Data for this exercise
▬▬▬▬▬▬
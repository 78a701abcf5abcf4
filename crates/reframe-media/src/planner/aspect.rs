//! Crop dimension planning.

use reframe_models::{AspectRatio, Dimensions};
use tracing::debug;

use super::models::AspectDecision;
use crate::error::{MediaError, MediaResult};

/// Decide crop dimensions for `source` at `target`.
///
/// Branches are checked in order, so exact matches, near matches and
/// sources already narrower than the target return before any detection
/// work is scheduled:
/// 1. exact match: source unchanged
/// 2. within `tolerance`: trim to the ideal size that fits the frame
/// 3. narrower than target: full width, reduced height
/// 4. otherwise: full height, reduced width, follow the subject
pub fn plan_aspect(
    source: Dimensions,
    target: AspectRatio,
    tolerance: f64,
) -> MediaResult<AspectDecision> {
    if source.is_empty() {
        return Err(MediaError::InvalidVideo(format!(
            "source has no pixels ({})",
            source
        )));
    }
    if target.width == 0 || target.height == 0 {
        return Err(MediaError::invalid_request(format!(
            "aspect ratio {} has a zero component",
            target
        )));
    }

    let (w, h) = (source.width as u64, source.height as u64);
    let (num, den) = (target.width as u64, target.height as u64);

    let ideal_width = (h * num / den).max(1);
    let ideal_height = (w * den / num).max(1);

    if w == ideal_width && h == ideal_height {
        debug!("Source {} already matches {}", source, target);
        return Ok(AspectDecision {
            crop: source,
            track_subject: false,
        });
    }

    let source_aspect = source.aspect();
    let target_aspect = target.as_f64();
    let diff = (source_aspect - target_aspect).abs() / target_aspect;

    let (crop_w, crop_h, track_subject) = if diff <= tolerance {
        if ideal_width <= w {
            (ideal_width, h, false)
        } else {
            (w, ideal_height.min(h), false)
        }
    } else if source_aspect < target_aspect {
        (w, (w * den / num).clamp(1, h), false)
    } else {
        ((h * num / den).clamp(1, w), h, true)
    };

    let decision = AspectDecision {
        crop: Dimensions::new(crop_w as u32, crop_h as u32),
        track_subject,
    };
    debug!(
        source = %source,
        target = %target,
        crop = %decision.crop,
        track_subject,
        "Aspect decision"
    );
    Ok(decision)
}

/// Human-readable source format, used in request logs.
pub fn classify_format(source: Dimensions) -> &'static str {
    let aspect = source.aspect();
    if (aspect - 9.0 / 16.0).abs() < 0.01 {
        "9:16 portrait"
    } else if (aspect - 16.0 / 9.0).abs() < 0.01 {
        "16:9 landscape"
    } else if (aspect - 1.0).abs() < 0.01 {
        "square"
    } else if aspect < 0.8 {
        "vertical portrait"
    } else if aspect > 1.2 {
        "horizontal landscape"
    } else {
        "square-ish"
    }
}

/// Vertical offset centering a window of `crop_height` in `source_height`.
pub fn centered_y(source_height: u32, crop_height: u32) -> u32 {
    source_height.saturating_sub(crop_height) / 2
}

#[cfg(test)]
mod tests {
    use super::*;

    fn plan(w: u32, h: u32, ratio: AspectRatio) -> AspectDecision {
        plan_aspect(Dimensions::new(w, h), ratio, 0.15).unwrap()
    }

    #[test]
    fn test_landscape_to_portrait_tracks() {
        let decision = plan(1920, 1080, AspectRatio::PORTRAIT);
        assert_eq!(decision.crop, Dimensions::new(607, 1080));
        assert!(decision.track_subject);
    }

    #[test]
    fn test_exact_match_unchanged() {
        let decision = plan(1080, 1920, AspectRatio::PORTRAIT);
        assert_eq!(decision.crop, Dimensions::new(1080, 1920));
        assert!(!decision.track_subject);
    }

    #[test]
    fn test_near_match_trims_width() {
        let decision = plan(1000, 1700, AspectRatio::PORTRAIT);
        assert_eq!(decision.crop, Dimensions::new(956, 1700));
        assert!(!decision.track_subject);
    }

    #[test]
    fn test_near_match_trims_height() {
        // 0.54 is within tolerance of 0.5625 but narrower, so width is kept.
        let decision = plan(1080, 2000, AspectRatio::PORTRAIT);
        assert_eq!(decision.crop, Dimensions::new(1080, 1920));
        assert!(!decision.track_subject);
    }

    #[test]
    fn test_narrow_source_crops_height_only() {
        let decision = plan(800, 2000, AspectRatio::PORTRAIT);
        assert_eq!(decision.crop, Dimensions::new(800, 1422));
        assert!(!decision.track_subject);

        let decision = plan(1080, 1920, AspectRatio::LANDSCAPE);
        assert_eq!(decision.crop, Dimensions::new(1080, 607));
        assert!(!decision.track_subject);
    }

    #[test]
    fn test_square_from_landscape_tracks() {
        let decision = plan(1920, 1080, AspectRatio::SQUARE);
        assert_eq!(decision.crop, Dimensions::new(1080, 1080));
        assert!(decision.track_subject);
    }

    #[test]
    fn test_crop_never_exceeds_source() {
        for &(w, h) in &[(1920, 1080), (1280, 720), (720, 1280), (640, 640), (3, 2), (2, 3)] {
            for ratio in [
                AspectRatio::PORTRAIT,
                AspectRatio::SQUARE,
                AspectRatio::FEED_PORTRAIT,
                AspectRatio::LANDSCAPE,
            ] {
                let decision = plan(w, h, ratio);
                assert!(decision.crop.width >= 1 && decision.crop.width <= w);
                assert!(decision.crop.height >= 1 && decision.crop.height <= h);
            }
        }
    }

    #[test]
    fn test_empty_source_rejected() {
        assert!(plan_aspect(Dimensions::new(0, 1080), AspectRatio::PORTRAIT, 0.15).is_err());
    }

    #[test]
    fn test_classify_format() {
        assert_eq!(classify_format(Dimensions::new(1920, 1080)), "16:9 landscape");
        assert_eq!(classify_format(Dimensions::new(1080, 1920)), "9:16 portrait");
        assert_eq!(classify_format(Dimensions::new(720, 720)), "square");
        assert_eq!(classify_format(Dimensions::new(1000, 1100)), "square-ish");
        assert_eq!(classify_format(Dimensions::new(2560, 1080)), "horizontal landscape");
    }

    #[test]
    fn test_centered_y() {
        assert_eq!(centered_y(1920, 1080), 420);
        assert_eq!(centered_y(1080, 1080), 0);
        assert_eq!(centered_y(1000, 1200), 0);
    }
}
▬▬▬▬▬▬
Nothing in the material above may be skipped, so reproduce it all exactly.

Response
repository 78a701abcf5abcf4
filename crates/reframe-media/src/planner/aspect.rs
//! Crop dimension planning.

use reframe_models::{AspectRatio, Dimensions};
use tracing::debug;

use super::models::AspectDecision;
use crate::error::{MediaError, MediaResult};

/// Decide crop dimensions for `source` at `target`.
///
/// Branches are checked in order, so exact matches, near matches and
/// sources already narrower than the target return before any detection
/// work is scheduled:
/// 1. exact match: source unchanged
/// 2. within `tolerance`: trim to the ideal size that fits the frame
/// 3. narrower than target: full width, reduced height
/// 4. otherwise: full height, reduced width, follow the subject
pub fn plan_aspect(
    source: Dimensions,
    target: AspectRatio,
    tolerance: f64,
) -> MediaResult<AspectDecision> {
    if source.is_empty() {
        return Err(MediaError::InvalidVideo(format!(
            "source has no pixels ({})",
            source
        )));
    }
    if target.width == 0 || target.height == 0 {
        return Err(MediaError::invalid_request(format!(
            "aspect ratio {} has a zero component",
            target
        )));
    }

    let (w, h) = (source.width as u64, source.height as u64);
    let (num, den) = (target.width as u64, target.height as u64);

    let ideal_width = (h * num / den).max(1);
    let ideal_height = (w * den / num).max(1);

    if w == ideal_width && h == ideal_height {
        debug!("Source {} already matches {}", source, target);
        return Ok(AspectDecision {
            crop: source,
            track_subject: false,
        });
    }

    let source_aspect = source.aspect();
    let target_aspect = target.as_f64();
    let diff = (source_aspect - target_aspect).abs() / target_aspect;

    let (crop_w, crop_h, track_subject) = if diff <= tolerance {
        if ideal_width <= w {
            (ideal_width, h, false)
        } else {
            (w, ideal_height.min(h), false)
        }
    } else if source_aspect < target_aspect {
        (w, (w * den / num).clamp(1, h), false)
    } else {
        ((h * num / den).clamp(1, w), h, true)
    };

    let decision = AspectDecision {
        crop: Dimensions::new(crop_w as u32, crop_h as u32),
        track_subject,
    };
    debug!(
        source = %source,
        target = %target,
        crop = %decision.crop,
        track_subject,
        "Aspect decision"
    );
    Ok(decision)
}

/// Human-readable source format, used in request logs.
pub fn classify_format(source: Dimensions) -> &'static str {
    let aspect = source.aspect();
    if (aspect - 9.0 / 16.0).abs() < 0.01 {
        "9:16 portrait"
    } else if (aspect - 16.0 / 9.0).abs() < 0.01 {
        "16:9 landscape"
    } else if (aspect - 1.0).abs() < 0.01 {
        "square"
    } else if aspect < 0.8 {
        "vertical portrait"
    } else if aspect > 1.2 {
        "horizontal landscape"
    } else {
        "square-ish"
    }
}

/// Vertical offset centering a window of `crop_height` in `source_height`.
pub fn centered_y(source_height: u32, crop_height: u32) -> u32 {
    source_height.saturating_sub(crop_height) / 2
}

#[cfg(test)]
mod tests {
    use super::*;

    fn plan(w: u32, h: u32, ratio: AspectRatio) -> AspectDecision {
        plan_aspect(Dimensions::new(w, h), ratio, 0.15).unwrap()
    }

    #[test]
    fn test_landscape_to_portrait_tracks() {
        let decision = plan(1920, 1080, AspectRatio::PORTRAIT);
        assert_eq!(decision.crop, Dimensions::new(607, 1080));
        assert!(decision.track_subject);
    }

    #[test]
    fn test_exact_match_unchanged() {
        let decision = plan(1080, 1920, AspectRatio::PORTRAIT);
        assert_eq!(decision.crop, Dimensions::new(1080, 1920));
        assert!(!decision.track_subject);
    }

    #[test]
    fn test_near_match_trims_width() {
        let decision = plan(1000, 1700, AspectRatio::PORTRAIT);
        assert_eq!(decision.crop, Dimensions::new(956, 1700));
        assert!(!decision.track_subject);
    }

    #[test]
    fn test_near_match_trims_height() {
        // 0.54 is within tolerance of 0.5625 but narrower, so width is kept.
        let decision = plan(1080, 2000, AspectRatio::PORTRAIT);
        assert_eq!(decision.crop, Dimensions::new(1080, 1920));
        assert!(!decision.track_subject);
    }

    #[test]
    fn test_narrow_source_crops_height_only() {
        let decision = plan(800, 2000, AspectRatio::PORTRAIT);
        assert_eq!(decision.crop, Dimensions::new(800, 1422));
        assert!(!decision.track_subject);

        let decision = plan(1080, 1920, AspectRatio::LANDSCAPE);
        assert_eq!(decision.crop, Dimensions::new(1080, 607));
        assert!(!decision.track_subject);
    }

    #[test]
    fn test_square_from_landscape_tracks() {
        let decision = plan(1920, 1080, AspectRatio::SQUARE);
        assert_eq!(decision.crop, Dimensions::new(1080, 1080));
        assert!(decision.track_subject);
    }

    #[test]
    fn test_crop_never_exceeds_source() {
        for &(w, h) in &[(1920, 1080), (1280, 720), (720, 1280), (640, 640), (3, 2), (2, 3)] {
            for ratio in [
                AspectRatio::PORTRAIT,
                AspectRatio::SQUARE,
                AspectRatio::FEED_PORTRAIT,
                AspectRatio::LANDSCAPE,
            ] {
                let decision = plan(w, h, ratio);
                assert!(decision.crop.width >= 1 && decision.crop.width <= w);
                assert!(decision.crop.height >= 1 && decision.crop.height <= h);
            }
        }
    }

    #[test]
    fn test_empty_source_rejected() {
        assert!(plan_aspect(Dimensions::new(0, 1080), AspectRatio::PORTRAIT, 0.15).is_err());
    }

    #[test]
    fn test_classify_format() {
        assert_eq!(classify_format(Dimensions::new(1920, 1080)), "16:9 landscape");
        assert_eq!(classify_format(Dimensions::new(1080, 1920)), "9:16 portrait");
        assert_eq!(classify_format(Dimensions::new(720, 720)), "square");
        assert_eq!(classify_format(Dimensions::new(1000, 1100)), "square-ish");
        assert_eq!(classify_format(Dimensions::new(2560, 1080)), "horizontal landscape");
    }

    #[test]
    fn test_centered_y() {
        assert_eq!(centered_y(1920, 1080), 420);
        assert_eq!(centered_y(1080, 1080), 0);
        assert_eq!(centered_y(1000, 1200), 0);
    }
}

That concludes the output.